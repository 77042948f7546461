//! Share-link Parser
//!
//! Decodes `vmess://` and `vless://` share links into [`ServerProfile`]s.
//!
//! # Formats
//!
//! ```text
//! vmess://<base64 JSON object>[#name]
//! vless://<user id>@<host>:<port>?<query>[#name]
//! ```
//!
//! VMess payloads are accepted in either base64 alphabet, padded or not.

use crate::profile::{Protocol, ServerProfile, ValidationError};
use base64::Engine as _;
use base64::engine::general_purpose::STANDARD;
use serde_json::{Map, Value};
use tracing::debug;
use url::Url;

const VMESS_SCHEME: &str = "vmess://";
const VLESS_SCHEME: &str = "vless://";

/// Default port for VLESS links that omit one
const DEFAULT_VLESS_PORT: u16 = 443;

/// VMess JSON keys mapped onto profile fields; everything else lands in `extra`
const VMESS_KNOWN_KEYS: &[&str] = &[
    "v", "ps", "add", "port", "id", "aid", "scy", "net", "type", "host", "path", "tls", "sni",
    "alpn", "fp", "pbk", "sid", "spx", "flow", "allowInsecure", "insecure",
];

/// Share-link parse errors
#[derive(Debug, Clone, PartialEq, Eq, thiserror::Error)]
pub enum ParseError {
    #[error("Unsupported link format (expected vmess:// or vless://)")]
    UnsupportedFormat,

    #[error("VMess payload is not valid base64")]
    Base64DecodeFailed,

    #[error("VMess payload is not a JSON object: {0}")]
    InvalidJson(String),

    #[error("Invalid URL: {0}")]
    InvalidUrl(String),

    #[error("Missing required fields: {0}")]
    MissingRequiredFields(#[from] ValidationError),
}

/// Parse a share link into a new profile
///
/// The input is trimmed and dispatched on its scheme (case-insensitive).
/// The returned profile carries a freshly generated identifier and the
/// trimmed link text in `source_link`.
pub fn parse(text: &str) -> Result<ServerProfile, ParseError> {
    let text = text.trim();
    if text.is_empty() {
        return Err(ParseError::UnsupportedFormat);
    }

    let mut profile = if has_scheme(text, VMESS_SCHEME) {
        parse_vmess(&text[VMESS_SCHEME.len()..])?
    } else if has_scheme(text, VLESS_SCHEME) {
        parse_vless(text)?
    } else {
        return Err(ParseError::UnsupportedFormat);
    };

    normalize_ws_path(&mut profile);
    profile.validate()?;
    profile.source_link = text.to_string();

    debug!("Parsed {} profile {}", profile.protocol, profile.display_name());
    Ok(profile)
}

fn has_scheme(text: &str, scheme: &str) -> bool {
    text.get(..scheme.len())
        .is_some_and(|prefix| prefix.eq_ignore_ascii_case(scheme))
}

fn parse_vmess(body: &str) -> Result<ServerProfile, ParseError> {
    let (payload, name) = match body.split_once('#') {
        Some((payload, fragment)) => (payload, percent_decode(fragment)),
        None => (body, String::new()),
    };

    let decoded = decode_flexible_base64(payload).ok_or(ParseError::Base64DecodeFailed)?;
    let obj: Map<String, Value> = serde_json::from_slice(&decoded)
        .map_err(|e| ParseError::InvalidJson(e.to_string()))?;

    let port = json_field(&obj, "port").trim().parse::<u16>().unwrap_or(0);
    let mut profile = ServerProfile::new(
        Protocol::Vmess,
        json_field(&obj, "add").trim(),
        port,
        json_field(&obj, "id").trim(),
    );

    profile.name = if name.is_empty() { json_field(&obj, "ps") } else { name };
    profile.encryption = non_empty_or(json_field(&obj, "scy"), "auto");
    profile.network = non_empty_or(json_field(&obj, "net").to_ascii_lowercase(), "tcp");
    profile.header_type = json_field(&obj, "type");
    profile.host = json_field(&obj, "host");
    profile.path = json_field(&obj, "path");
    profile.sni = json_field(&obj, "sni");
    profile.alpn = split_list(&json_field(&obj, "alpn"));
    profile.fingerprint = json_field(&obj, "fp");
    profile.public_key = json_field(&obj, "pbk");
    profile.short_id = json_field(&obj, "sid");
    profile.spider_x = json_field(&obj, "spx");
    profile.flow = json_field(&obj, "flow");
    profile.allow_insecure =
        is_truthy(&json_field(&obj, "allowInsecure")) || is_truthy(&json_field(&obj, "insecure"));

    let tls = json_field(&obj, "tls").to_ascii_lowercase();
    profile.security = if tls.is_empty() { "none".to_string() } else { tls };

    for (key, value) in obj {
        if !VMESS_KNOWN_KEYS.contains(&key.as_str()) {
            profile.insert_extra(key, value);
        }
    }

    Ok(profile)
}

fn parse_vless(text: &str) -> Result<ServerProfile, ParseError> {
    let url = Url::parse(text).map_err(|e| ParseError::InvalidUrl(e.to_string()))?;

    let address = url
        .host_str()
        .unwrap_or_default()
        .trim_start_matches('[')
        .trim_end_matches(']')
        .to_string();
    let port = url.port().unwrap_or(DEFAULT_VLESS_PORT);
    let user_id = percent_decode(url.username());

    let mut profile = ServerProfile::new(Protocol::Vless, address, port, user_id);

    let mut sni = String::new();
    let mut server_name = String::new();
    for (key, value) in url.query_pairs() {
        let value = value.trim().to_string();
        match &*key {
            "type" => profile.network = non_empty_or(value.to_ascii_lowercase(), "tcp"),
            "security" => profile.security = non_empty_or(value.to_ascii_lowercase(), "none"),
            "encryption" => profile.encryption = value,
            "flow" => profile.flow = value,
            "path" => profile.path = value,
            "host" => profile.host = value,
            "serviceName" => profile.service_name = value,
            "sni" => sni = value,
            "serverName" => server_name = value,
            "alpn" => profile.alpn = split_list(&value),
            "fp" => profile.fingerprint = value,
            "pbk" => profile.public_key = value,
            "sid" => profile.short_id = value,
            "spx" => profile.spider_x = value,
            "headerType" => profile.header_type = value,
            "allowInsecure" | "insecure" => profile.allow_insecure |= is_truthy(&value),
            other => {
                profile.insert_extra(other, Value::from(value));
            }
        }
    }

    profile.sni = if sni.is_empty() { server_name } else { sni };
    profile.encryption = non_empty_or(std::mem::take(&mut profile.encryption), "none");
    profile.name = url.fragment().map(percent_decode).unwrap_or_default();

    Ok(profile)
}

/// Decode base64 accepting the URL-safe alphabet and missing padding
///
/// Falls back to a plain standard-alphabet decode of the original input when
/// the normalised form yields nothing.
fn decode_flexible_base64(payload: &str) -> Option<Vec<u8>> {
    let cleaned: String = payload.chars().filter(|c| !c.is_whitespace()).collect();

    let mut normalized = cleaned.replace('-', "+").replace('_', "/");
    while normalized.len() % 4 != 0 {
        normalized.push('=');
    }

    if let Ok(bytes) = STANDARD.decode(&normalized) {
        if !bytes.is_empty() {
            return Some(bytes);
        }
    }

    STANDARD.decode(&cleaned).ok().filter(|bytes| !bytes.is_empty())
}

/// WebSocket paths must start with `/`
fn normalize_ws_path(profile: &mut ServerProfile) {
    if profile.network == "ws" && !profile.path.starts_with('/') {
        profile.path.insert(0, '/');
    }
}

/// Read a JSON field as text; numbers and booleans are stringified
fn json_field(obj: &Map<String, Value>, key: &str) -> String {
    match obj.get(key) {
        Some(Value::String(s)) => s.clone(),
        Some(Value::Number(n)) => n.to_string(),
        Some(Value::Bool(b)) => b.to_string(),
        _ => String::new(),
    }
}

fn percent_decode(s: &str) -> String {
    urlencoding::decode(s)
        .map(|decoded| decoded.into_owned())
        .unwrap_or_else(|_| s.to_string())
}

fn split_list(s: &str) -> Vec<String> {
    s.split(',')
        .map(str::trim)
        .filter(|item| !item.is_empty())
        .map(str::to_string)
        .collect()
}

fn non_empty_or(value: String, fallback: &str) -> String {
    if value.is_empty() {
        fallback.to_string()
    } else {
        value
    }
}

fn is_truthy(s: &str) -> bool {
    matches!(s.trim().to_ascii_lowercase().as_str(), "1" | "true" | "yes")
}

━━━

* _TASK PROMPT_
Which lines above include "decoded"? Show each of them by copying it.

* _EXPECTED ANSWER_
    let decoded = decode_flexible_base64(payload).ok_or(ParseError::Base64DecodeFailed)?;
    let obj: Map<String, Value> = serde_json::from_slice(&decoded)
        .map(|decoded| decoded.into_owned())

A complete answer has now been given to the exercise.